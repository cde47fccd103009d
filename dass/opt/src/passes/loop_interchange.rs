use super::skip;
use crate::traversal::{
    Action, ConstructVisitor, Named, ParseVal, PassOpt, VisResult, Visitor,
};
use crate::verify::{
    BoogieOracle, ExhaustiveOracle, SearchStrategy, VerificationOracle,
    VerificationUnit, search_depth,
};
use dass_ir::{self as ir, InterchangeRequest, LoopNest};
use dass_utils::{DassResult, Error, Id, OutputFile};
use std::io::Write;

/// Decides how far apart iterations of a loop's parent must be before they
/// can be reordered, for every loop carrying an interchange check request.
///
/// A request for a fixed depth is verified once and a failure aborts
/// compilation. An `auto` request searches `[lower, upper]` for the largest
/// depth that verifies. The result replaces the request in the loop
/// metadata.
pub struct LoopInterchange {
    lower: u32,
    upper: u32,
    search: SearchStrategy,
    oracle: Box<dyn VerificationOracle>,
    /// Receives every generated program.
    dump: Option<OutputFile>,
}

impl Named for LoopInterchange {
    fn name() -> &'static str {
        "loop-interchange"
    }

    fn description() -> &'static str {
        "verify requested loop interchange depths"
    }

    fn opts() -> Vec<PassOpt> {
        vec![
            PassOpt::new(
                "lower",
                "smallest depth tried by the automatic search",
                ParseVal::Num(1),
                PassOpt::parse_num,
            ),
            PassOpt::new(
                "upper",
                "largest depth tried by the automatic search",
                ParseVal::Num(10),
                PassOpt::parse_num,
            ),
            PassOpt::new(
                "search",
                "order in which depths are tried: linear or binary",
                ParseVal::Str("linear".to_string()),
                PassOpt::parse_string,
            ),
            PassOpt::new(
                "oracle",
                "decision procedure: exhaustive or boogie",
                ParseVal::Str("exhaustive".to_string()),
                PassOpt::parse_string,
            ),
            PassOpt::new(
                "boogie",
                "command running Boogie",
                ParseVal::Str("boogie".to_string()),
                PassOpt::parse_string,
            ),
            PassOpt::new(
                "work-dir",
                "directory for Boogie programs and logs",
                ParseVal::Str(
                    std::env::temp_dir().join("dass").display().to_string(),
                ),
                PassOpt::parse_string,
            ),
            PassOpt::new(
                "budget",
                "number of accesses the exhaustive oracle may enumerate",
                ParseVal::Num(1 << 20),
                PassOpt::parse_num,
            ),
            PassOpt::new(
                "dump",
                "write every generated Boogie program to this file",
                ParseVal::OutStream(OutputFile::Null),
                PassOpt::parse_outstream,
            ),
        ]
    }
}

fn bound(opts: &ParseVal, name: &str) -> DassResult<u32> {
    u32::try_from(opts.num()).map_err(|_| {
        Error::configuration(format!(
            "loop-interchange:{name} must be a non-negative 32-bit number"
        ))
    })
}

impl ConstructVisitor for LoopInterchange {
    fn from(ctx: &ir::Context) -> DassResult<Self> {
        let opts = Self::get_opts(ctx);
        let oracle: Box<dyn VerificationOracle> =
            match opts[&"oracle"].string() {
                "exhaustive" => {
                    let budget =
                        opts[&"budget"].pos_num().ok_or_else(|| {
                            Error::configuration(
                                "loop-interchange:budget must not be negative",
                            )
                        })?;
                    Box::new(ExhaustiveOracle::new(budget))
                }
                "boogie" => Box::new(BoogieOracle::from_command_line(
                    opts[&"boogie"].string(),
                    opts[&"work-dir"].string(),
                )?),
                o => {
                    return Err(Error::configuration(format!(
                        "unknown oracle `{o}', expected `exhaustive' or `boogie'"
                    )));
                }
            };
        Ok(LoopInterchange {
            lower: bound(&opts[&"lower"], "lower")?,
            upper: bound(&opts[&"upper"], "upper")?,
            search: opts[&"search"].string().parse()?,
            oracle,
            dump: opts[&"dump"].not_null_outstream(),
        })
    }

    fn clear_data(&mut self) {
        /* All data is shared */
    }
}

impl LoopInterchange {
    /// Whether interchanging `loop_name` at `distance` is proven safe.
    /// Inconclusive answers count as failures.
    fn check(
        &mut self,
        func: &ir::Function,
        loop_name: &str,
        distance: u32,
    ) -> DassResult<bool> {
        let unit = VerificationUnit::new(func, loop_name, distance)?;
        if let Some(out) = &mut self.dump {
            let mut w = out.get_write()?;
            writeln!(w, "// {loop_name} at distance {distance}")?;
            write!(w, "{}", unit.program)?;
            w.flush()?;
        }
        let verdict = self.oracle.verify(&unit)?;
        log::debug!(
            "{}: {loop_name} at distance {distance}: {verdict:?}",
            self.oracle.name()
        );
        Ok(verdict.is_verified())
    }

    fn depth_of(
        &mut self,
        func: &ir::Function,
        loop_name: &str,
        req: InterchangeRequest,
    ) -> DassResult<u32> {
        match req {
            InterchangeRequest::Depth(d) => {
                if self.check(func, loop_name, d)? {
                    Ok(d)
                } else {
                    Err(Error::unsafe_interchange(loop_name, d))
                }
            }
            InterchangeRequest::Auto => {
                let (lower, upper, search) =
                    (self.lower, self.upper, self.search);
                search_depth(lower, upper, search, |d| {
                    self.check(func, loop_name, d)
                })
            }
        }
    }
}

impl Visitor for LoopInterchange {
    fn precondition(ctx: &ir::Context) -> Option<String> {
        let requested = ctx.functions.iter().any(|f| {
            f.blocks.iter().any(|(_, bb)| {
                bb.loop_md
                    .as_ref()
                    .is_some_and(|md| md.interchange_check.is_some())
            })
        });
        (!requested).then(|| "no loop requests an interchange check".into())
    }

    fn start(
        &mut self,
        func: &mut ir::Function,
        _outlined: &mut ir::Outlined,
        _funcs: &[ir::Function],
    ) -> VisResult {
        if skip(func) || func.has_calls() || func.is_empty() {
            return Ok(Action::Stop);
        }
        let nest = LoopNest::new(func);
        // Outer loops first.
        let mut requests: Vec<(u32, Id, InterchangeRequest)> = vec![];
        for (l, lp) in nest.iter() {
            let Some(md) = nest.metadata(l, func) else {
                continue;
            };
            let Some(req) = md.interchange_check else {
                continue;
            };
            match md.name {
                Some(name) => requests.push((lp.depth, name, req)),
                None => log::warn!(
                    "`{}': loop at `{}' requests an interchange check but \
                     has no name",
                    func.name,
                    func.block(lp.header).name
                ),
            }
        }
        requests.sort_by_key(|(depth, ..)| *depth);

        for (_, name, req) in requests {
            let depth = self.depth_of(func, name.as_str(), req)?;
            log::info!(
                "`{}': loop {name} can be interchanged at depth {depth}",
                func.name
            );
            let Some(l) = nest.by_name(name.as_str()) else {
                continue;
            };
            let header = nest.get(l).header;
            if let Some(md) = func.blocks[header].loop_md.as_mut() {
                md.commit_interchange(depth);
            }
        }
        Ok(Action::Continue)
    }
}

#[cfg(test)]
mod tests {
    use super::*;
    use crate::fixtures::shifted_update;
    use dass_utils::ErrorKind;

    fn request(shift: i64, req: InterchangeRequest) -> ir::Context {
        let mut f = shifted_update(shift);
        let inner = f.block_by_name("inner").unwrap();
        f.blocks[inner].loop_md.as_mut().unwrap().interchange_check =
            Some(req);
        ir::Context::new(vec![f])
    }

    fn committed(ctx: &ir::Context) -> (Option<InterchangeRequest>, Option<u32>) {
        let f = &ctx.functions[0];
        let md = f.blocks[f.block_by_name("inner").unwrap()]
            .loop_md
            .as_ref()
            .unwrap();
        (md.interchange_check, md.interchange)
    }

    #[test]
    fn auto_request_commits_the_largest_safe_depth() {
        let mut ctx = request(1, InterchangeRequest::Auto);
        LoopInterchange::do_pass_default(&mut ctx).unwrap();
        assert_eq!(committed(&ctx), (None, Some(1)));

        let mut ctx = request(0, InterchangeRequest::Auto);
        ctx.extra_opts = vec!["loop-interchange:search=binary".to_string()];
        LoopInterchange::do_pass_default(&mut ctx).unwrap();
        assert_eq!(committed(&ctx), (None, Some(0)));
    }

    #[test]
    fn fixed_depth_must_verify() {
        let mut ctx = request(1, InterchangeRequest::Depth(1));
        LoopInterchange::do_pass_default(&mut ctx).unwrap();
        assert_eq!(committed(&ctx), (None, Some(1)));

        let mut ctx = request(1, InterchangeRequest::Depth(2));
        let err = LoopInterchange::do_pass_default(&mut ctx).err().unwrap();
        assert_eq!(
            err.kind(),
            &ErrorKind::UnsafeInterchange {
                loop_name: "L2".to_string(),
                depth: 2
            }
        );
        assert_eq!(committed(&ctx).0, Some(InterchangeRequest::Depth(2)));
    }

    #[test]
    fn empty_search_domain_is_rejected() {
        let mut ctx = request(1, InterchangeRequest::Auto);
        ctx.extra_opts = vec![
            "loop-interchange:lower=4".to_string(),
            "loop-interchange:upper=2".to_string(),
        ];
        let err = LoopInterchange::do_pass_default(&mut ctx).err().unwrap();
        assert!(matches!(
            err.kind(),
            ErrorKind::InvalidSearchDomain { lower: 4, upper: 2 }
        ));
    }

    #[test]
    fn unknown_oracle_is_a_configuration_error() {
        let mut ctx = request(1, InterchangeRequest::Auto);
        ctx.extra_opts = vec!["loop-interchange:oracle=z3".to_string()];
        let err = LoopInterchange::do_pass_default(&mut ctx).err().unwrap();
        assert!(matches!(err.kind(), ErrorKind::Configuration(_)));
    }

    #[test]
    fn programs_are_dumped() {
        let dir = tempfile::tempdir().unwrap();
        let path = dir.path().join("L2.bpl");
        let mut ctx = request(1, InterchangeRequest::Depth(1));
        ctx.extra_opts =
            vec![format!("loop-interchange:dump={}", path.display())];
        LoopInterchange::do_pass_default(&mut ctx).unwrap();
        let text = std::fs::read_to_string(path).unwrap();
        assert!(text.starts_with("// L2 at distance 1"));
        assert!(text.contains("procedure main()"));
    }
}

*****

* Assigned task: Can you write out the lines above, from the first one through the one containing "in the loop", exactly as they appear and nothing more?

* Solution to the problem:
repository cde47fccd103009d
filename dass/opt/src/passes/loop_interchange.rs
use super::skip;
use crate::traversal::{
    Action, ConstructVisitor, Named, ParseVal, PassOpt, VisResult, Visitor,
};
use crate::verify::{
    BoogieOracle, ExhaustiveOracle, SearchStrategy, VerificationOracle,
    VerificationUnit, search_depth,
};
use dass_ir::{self as ir, InterchangeRequest, LoopNest};
use dass_utils::{DassResult, Error, Id, OutputFile};
use std::io::Write;

/// Decides how far apart iterations of a loop's parent must be before they
/// can be reordered, for every loop carrying an interchange check request.
///
/// A request for a fixed depth is verified once and a failure aborts
/// compilation. An `auto` request searches `[lower, upper]` for the largest
/// depth that verifies. The result replaces the request in the loop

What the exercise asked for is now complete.